The latest and least expensive breed of slimmed-down mobile PC--the mini-laptop--is ready for summer travel.

A new breed of extremely small and light (2 pounds or so) laptop has emerged just in time for summer travel. Called mobile Internet devices (MIDs), and also known as mini-laptops, mini-notebooks, or mini-notes, these lightweight laptops are practically naked, stripped of all extraneous features. And starting at around US$400, they're far cheaper than other mobile PCs.

There are other lightweight options, of course. One is the ultramobile PC (UMPC), which is roughly the same size as a mini-note, but has more features, a more ambitions design, and a much higher price. Another is the ultraportable laptop--once the smallest and lightest of all notebook types, with representatives such as the MacBook Air.

Mini-laptops aren't designed to compete with either UMPCs or ultraportables. When push comes to shove, a MID can handle Web browsing and document creation--but little else. These machines pack low-end processors and run Linux or Windows XP (or in some deplorable instances, resource-hogging Vista). But if your needs on the road are modest, a mini-laptop may be a good fit in your luggage.

Mini-laptops, mini-prices

A quick survey of the stock of mini-laptops turns up several rivals for your affection, either on the market or in preview form.

To this point in the history of mini-laptops, the Asus Eee PC 4G has been the category's poster child. In fact, MID madness really took off when the US$399 Eee PC 4G debuted late last year. Asus made it happen by jamming an 800-MHz CPU, 512MB of RAM, and a 7-inch screen into a pint-size laptop PC about the size of a paperback book; the unit weighs about 2 pounds, and its dimensions are 8.8 inches wide by 6.5 inches deep.

Its price and compactness are certainly appealing, but achieving them entailed making some significant compromises. Two, in particular, stand out: The Eee PC 4G has a keyboard too tiny to accommodate adult hands, and its hard drive is very small (4GB).

Subsequently, Asus released a version of the Eee PC 4G that runs on Windows XP; and most recently, it unveiled the slightly larger (and slightly pricier) Asus Eee PC 900 --a $549 unit that manages to increase the screen size from 7 inches to 8.9 inches while remaining almost as small overall as its predecessor.
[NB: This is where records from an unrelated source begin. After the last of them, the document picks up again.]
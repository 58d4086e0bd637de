//! Prepared statements with client-side batch staging.

use fanload_error::WriteError;
use rusqlite::types::Value;
use rusqlite::{CachedStatement, params_from_iter};

use crate::session::Session;

/// A prepared statement bound to one connection.
///
/// Rows are staged entirely client-side: `bind_param` fills the current
/// row, `add_to_batch` moves it onto the staged list, and nothing reaches
/// the engine until [`PreparedStatement::execute_batch`].
pub struct PreparedStatement<'c> {
    session: &'c Session,
    stmt: CachedStatement<'c>,
    sql: String,
    current: Vec<Option<Value>>,
    staged: Vec<Vec<Value>>,
}

impl<'c> PreparedStatement<'c> {
    pub(crate) fn new(session: &'c Session, stmt: CachedStatement<'c>, sql: &str) -> Self {
        let count = stmt.parameter_count();
        Self {
            session,
            stmt,
            sql: sql.to_owned(),
            current: vec![None; count],
            staged: Vec::new(),
        }
    }

    /// The SQL text this statement was prepared from.
    #[must_use]
    pub fn sql(&self) -> &str {
        &self.sql
    }

    /// Number of `?` parameters the statement takes.
    #[must_use]
    pub fn parameter_count(&self) -> usize {
        self.current.len()
    }

    /// Bind the 1-based parameter `index` of the row being built.
    ///
    /// # Errors
    ///
    /// [`WriteError::ParamOutOfRange`] if the statement has no such parameter.
    pub fn bind_param(&mut self, index: usize, value: impl Into<Value>) -> Result<(), WriteError> {
        let count = self.current.len();
        let slot = index
            .checked_sub(1)
            .and_then(|i| self.current.get_mut(i))
            .ok_or(WriteError::ParamOutOfRange { index, count })?;
        *slot = Some(value.into());
        Ok(())
    }

    /// Stage the current row and clear the bindings for the next one.
    ///
    /// # Errors
    ///
    /// [`WriteError::MissingParam`] if any parameter of the row is unbound;
    /// the partially bound row is kept so the caller can finish it.
    pub fn add_to_batch(&mut self) -> Result<(), WriteError> {
        if let Some(missing) = self.current.iter().position(Option::is_none) {
            return Err(WriteError::MissingParam {
                row: self.staged.len(),
                index: missing + 1,
            });
        }
        let row = self.current.iter_mut().filter_map(Option::take).collect();
        self.staged.push(row);
        Ok(())
    }

    /// Rows staged and not yet submitted.
    #[must_use]
    pub fn staged_rows(&self) -> usize {
        self.staged.len()
    }

    /// Submit every staged row to the engine as one batched write request.
    ///
    /// With autocommit disabled the rows land in the connection's open
    /// transaction and stay invisible to other connections until commit.
    /// The staged list is emptied whether or not submission succeeds.
    ///
    /// # Errors
    ///
    /// [`WriteError::Begin`] if the transaction could not be opened, or
    /// [`WriteError::Submit`] naming the first row the engine rejected.
    pub fn execute_batch(&mut self) -> Result<usize, WriteError> {
        let staged = std::mem::take(&mut self.staged);
        if staged.is_empty() {
            return Ok(0);
        }
        self.session.begin_if_needed()?;

        let mut written = 0_usize;
        for (row, values) in staged.iter().enumerate() {
            written += self
                .stmt
                .execute(params_from_iter(values.iter()))
                .map_err(|source| WriteError::Submit { row, source })?;
        }
        Ok(written)
    }
}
The Eee PC 900 comes with a convenient multitouch touchpad, too. Finger combinations on the pad let you zoom out, magnify, or scroll through documents. If that sounds similar to the way a certain manilla-folder-size Apple notebook works, you know your way around an MacBook Air.

But Asus is far from alone in the potentially lucrative toyshop of Mobile Internet Devices.

Micro-Star International hopes that itsMSI Wind will blow away the competition when it hits store shelves on June 16. Will it? The Wind improves on the Eee by building around Intel's new 1.6-GHz Atom CPU, including up to 2GB of RAM, stretching out with a 10-inch screen (at 1024-by-600-pixel resolution), and topping things off with an 80GB hard disk.

The Wind appears to be solidly constructed out of hard plastic--unlike some early mini-laptops, which feel about as sturdy as a Styrofoam mini-cooler. At 10 inches by 7 incches by 0.8 inch, the wind resembles some pricier portables--enough so that the list price of US$399 (or $499 for the Windows XP version) seems like a bargain. Wait a week and we'll be able to tell you whether it's worth the money.